Genericamente, propor uma história do cinema português feita a “contrapêlo”, uma “história dos vencidos”, que valorize autoras e autores e filmes que, durante o Estado Novo, foram invisibilizadas/os e mesmo perseguidas/os. Contrapor, a uma história do cinema que foi feita, durante anos, por figuras próximas do regime, como foram Luís de Pina ou Félix Ribeiro, uma outra história, que tenho contribuído para fazer, integrada num grupo em que têm destacado outros investigadores (como o Paulo Cunha, o Daniel Ribas, o Tiago Baptista, etc.). Mostrar, ainda, que existiu um cinema de resistência à ditadura, dentro (através do neorrealismo cinematográfico e do Cinema Novo) e fora (um cinema anticolonial) e destacar os seus autores. Os objetivos visam dois públicos distintos, mas que podem coincidir (as minhas aulas são abertas à comunidade e tenho várias pessoas que assistem sem serem formalmente alunas): os alunos, através das aulas; a comunidade luso-americana e outras com ligações históricas a Portugal. Apoio-me sempre numa metodologia de ação-investigação. Um dos objetivos é sempre promover o debate em espaço público e criar maior consciência e conhecimento que contrarie o que José Gil diagnosticou como o “regime da não inscrição” que ainda vigora em Portugal, onde, segundo Gil – e eu concordo –, persiste um “medo de existir”. Também por isso, as aulas culminarão destacando autores, como a Susana de Sousa Dias.
O que podemos esperar da sua palestra pública?

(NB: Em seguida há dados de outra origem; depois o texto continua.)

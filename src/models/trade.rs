//! Simulated trade bookkeeping models

use crate::models::signal::SignalAction;
use chrono::{DateTime, Utc};
use serde::{Deserialize, Serialize};

#[derive(Debug, Clone, Copy, PartialEq, Eq, Serialize, Deserialize)]
#[serde(rename_all = "UPPERCASE")]
pub enum TradeStatus {
    Open,
    Win,
    Loss,
}

/// One simulated trade, from open through close.
#[derive(Debug, Clone, Serialize, Deserialize)]
pub struct TradeRecord {
    pub id: u64,
    pub symbol: String,
    pub action: SignalAction,
    pub entry_price: f64,
    pub exit_price: f64,
    pub quantity: f64,
    pub leverage: u32,
    pub stop_loss: f64,
    pub take_profit: f64,
    pub pnl: f64,
    pub pnl_percent: f64,
    pub duration: String,
    pub status: TradeStatus,
    pub timestamp: DateTime<Utc>,
    pub strategy: String,
}

/// Leveraged PnL of a position: absolute and as a percentage of entry.
pub fn calculate_pnl(
    entry_price: f64,
    exit_price: f64,
    quantity: f64,
    leverage: u32,
    is_long: bool,
) -> (f64, f64) {
    let price_diff = exit_price - entry_price;
    let effective_diff = if is_long { price_diff } else { -price_diff };
    let pnl = effective_diff * quantity * leverage as f64;
    let pnl_percent = if entry_price == 0.0 {
        0.0
    } else {
        (effective_diff / entry_price) * 100.0 * leverage as f64
    };
    (pnl, pnl_percent)
}
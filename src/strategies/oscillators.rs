//! Threshold oscillator strategies
//!
//! One indicator, one threshold pair. These round out the implemented set
//! so every indicator in the library drives at least one strategy.

use crate::common::math;
use crate::indicators::momentum::{cci, macd, stochastic};
use crate::indicators::volatility::atr;
use crate::market::history::PriceWindow;
use crate::models::indicators::IndicatorSignal;
use crate::models::signal::{SignalAction, TradeSignal};
use crate::strategies::{build_signal, insufficient};

/// %K extremes: oversold below 20, overbought above 80.
pub fn stochastic_oscillator(window: &PriceWindow, symbol: &str) -> TradeSignal {
    let current_price = window.current_price();
    let stoch = stochastic(&window.closes, &window.highs, &window.lows, 14);

    let (action, confidence) = match stoch.signal {
        IndicatorSignal::Buy => (SignalAction::Buy, stoch.strength.min(0.8)),
        IndicatorSignal::Sell => (SignalAction::Sell, stoch.strength.min(0.8)),
        IndicatorSignal::Neutral => (SignalAction::Hold, 0.0),
    };

    let is_long = action == SignalAction::Buy;
    build_signal(
        symbol,
        action,
        confidence,
        current_price,
        "5m-30m",
        format!("Stochastic Oscillator: %K {:.1}", stoch.value),
        if is_long {
            current_price * 0.98
        } else {
            current_price * 1.02
        },
        if is_long {
            current_price * 1.03
        } else {
            current_price * 0.97
        },
        2,
    )
}

/// Williams %R over 14 bars: oversold below -80, overbought above -20.
pub fn williams_r(window: &PriceWindow, symbol: &str) -> TradeSignal {
    let current_price = window.current_price();
    if window.closes.len() < 14 {
        return insufficient(symbol, current_price, "Williams %R");
    }

    let period_high = math::highest(&window.highs, 14);
    let period_low = math::lowest(&window.lows, 14);
    if period_high == period_low {
        return TradeSignal::hold(symbol, current_price, "Williams %R: flat range".to_string());
    }

    let r = (period_high - current_price) / (period_high - period_low) * -100.0;

    let (action, confidence) = if r < -80.0 {
        (SignalAction::Buy, ((-80.0 - r) / 20.0).min(0.8))
    } else if r > -20.0 {
        (SignalAction::Sell, ((r + 20.0) / 20.0).min(0.8))
    } else {
        (SignalAction::Hold, 0.0)
    };

    let is_long = action == SignalAction::Buy;
    build_signal(
        symbol,
        action,
        confidence,
        current_price,
        "15m-1h",
        format!("Williams %R: {:.1}", r),
        if is_long {
            current_price * 0.98
        } else {
            current_price * 1.02
        },
        if is_long {
            current_price * 1.03
        } else {
            current_price * 0.97
        },
        2,
    )
}

/// CCI beyond ±100, confidence scaled by how far beyond.
pub fn cci_strategy(window: &PriceWindow, symbol: &str) -> TradeSignal {
    let current_price = window.current_price();
    if window.closes.len() < 20 {
        return insufficient(symbol, current_price, "CCI");
    }

    let value = cci(&window.closes, &window.highs, &window.lows, 20);

    let (action, confidence) = if value < -100.0 {
        (SignalAction::Buy, (value.abs() / 200.0).min(0.8))
    } else if value > 100.0 {
        (SignalAction::Sell, (value.abs() / 200.0).min(0.8))
    } else {
        (SignalAction::Hold, 0.0)
    };

    let is_long = action == SignalAction::Buy;
    build_signal(
        symbol,
        action,
        confidence,
        current_price,
        "30m-2h",
        format!("CCI: {:.1}", value),
        if is_long {
            current_price * 0.98
        } else {
            current_price * 1.02
        },
        if is_long {
            current_price * 1.04
        } else {
            current_price * 0.96
        },
        3,
    )
}

/// Histogram sign with magnitude-scaled confidence.
pub fn macd_histogram(window: &PriceWindow, symbol: &str) -> TradeSignal {
    let current_price = window.current_price();
    if window.closes.len() < 26 {
        return insufficient(symbol, current_price, "MACD Histogram");
    }

    let macd_result = macd(&window.closes);

    let (action, confidence) = if macd_result.histogram > 0.0 {
        (
            SignalAction::Buy,
            (macd_result.histogram.abs() * 150.0).min(0.85),
        )
    } else if macd_result.histogram < 0.0 {
        (
            SignalAction::Sell,
            (macd_result.histogram.abs() * 150.0).min(0.85),
        )
    } else {
        (SignalAction::Hold, 0.0)
    };

    let is_long = action == SignalAction::Buy;
    build_signal(
        symbol,
        action,
        confidence,
        current_price,
        "1h-4h",
        format!("MACD Histogram: {:.4}", macd_result.histogram),
        if is_long {
            current_price * 0.97
        } else {
            current_price * 1.03
        },
        if is_long {
            current_price * 1.05
        } else {
            current_price * 0.95
        },
        4,
    )
}

/// SMA10 vs SMA50 ordering with price confirmation.
pub fn moving_average_cross(window: &PriceWindow, symbol: &str) -> TradeSignal {
    let closes = &window.closes;
    let current_price = window.current_price();
    if closes.len() < 50 {
        return insufficient(symbol, current_price, "MA Cross");
    }

    let sma10 = math::sma(closes, 10);
    let sma50 = math::sma(closes, 50);

    let (action, confidence) = if sma10 > sma50 && current_price > sma10 {
        (SignalAction::Buy, 0.7)
    } else if sma10 < sma50 && current_price < sma10 {
        (SignalAction::Sell, 0.7)
    } else {
        (SignalAction::Hold, 0.0)
    };

    let is_long = action == SignalAction::Buy;
    build_signal(
        symbol,
        action,
        confidence,
        current_price,
        "4h-1d",
        format!("MA Cross: SMA10 {:.2} vs SMA50 {:.2}", sma10, sma50),
        if is_long {
            current_price * 0.98
        } else {
            current_price * 1.02
        },
        if is_long {
            current_price * 1.05
        } else {
            current_price * 0.95
        },
        2,
    )
}

/// Close escaping the previous close by more than 1.5×ATR(14); stops and
/// targets are ATR-scaled instead of fixed percentages.
pub fn atr_breakout(window: &PriceWindow, symbol: &str) -> TradeSignal {
    let closes = &window.closes;
    let current_price = window.current_price();
    if closes.len() < 15 {
        return insufficient(symbol, current_price, "ATR Breakout");
    }

    let atr_value = atr(&window.highs, &window.lows, closes, 14);
    if atr_value == 0.0 {
        return TradeSignal::hold(symbol, current_price, "ATR Breakout: zero range".to_string());
    }

    let previous_close = closes[closes.len() - 2];

    let (action, confidence) = if current_price > previous_close + 1.5 * atr_value {
        (SignalAction::Buy, 0.7)
    } else if current_price < previous_close - 1.5 * atr_value {
        (SignalAction::Sell, 0.7)
    } else {
        (SignalAction::Hold, 0.0)
    };

    let is_long = action == SignalAction::Buy;
    build_signal(
        symbol,
        action,
        confidence,
        current_price,
        "1h-6h",
        format!("ATR Breakout: ATR {:.2}", atr_value),
        if is_long {
            current_price - 1.5 * atr_value
        } else {
            current_price + 1.5 * atr_value
        },
        if is_long {
            current_price + 2.0 * atr_value
        } else {
            current_price - 2.0 * atr_value
        },
        3,
    )
}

A minha palestra será um sumário daquilo que irei referindo ao longo das minhas aulas e que, por sua vez, é o resultado de uma longa investigação, que articula análise de filmes, investigação de documentação sobre os mesmos, e um pensamento integrador, além de considerar uma ética que contribua para a “descolonização dos arquivos”.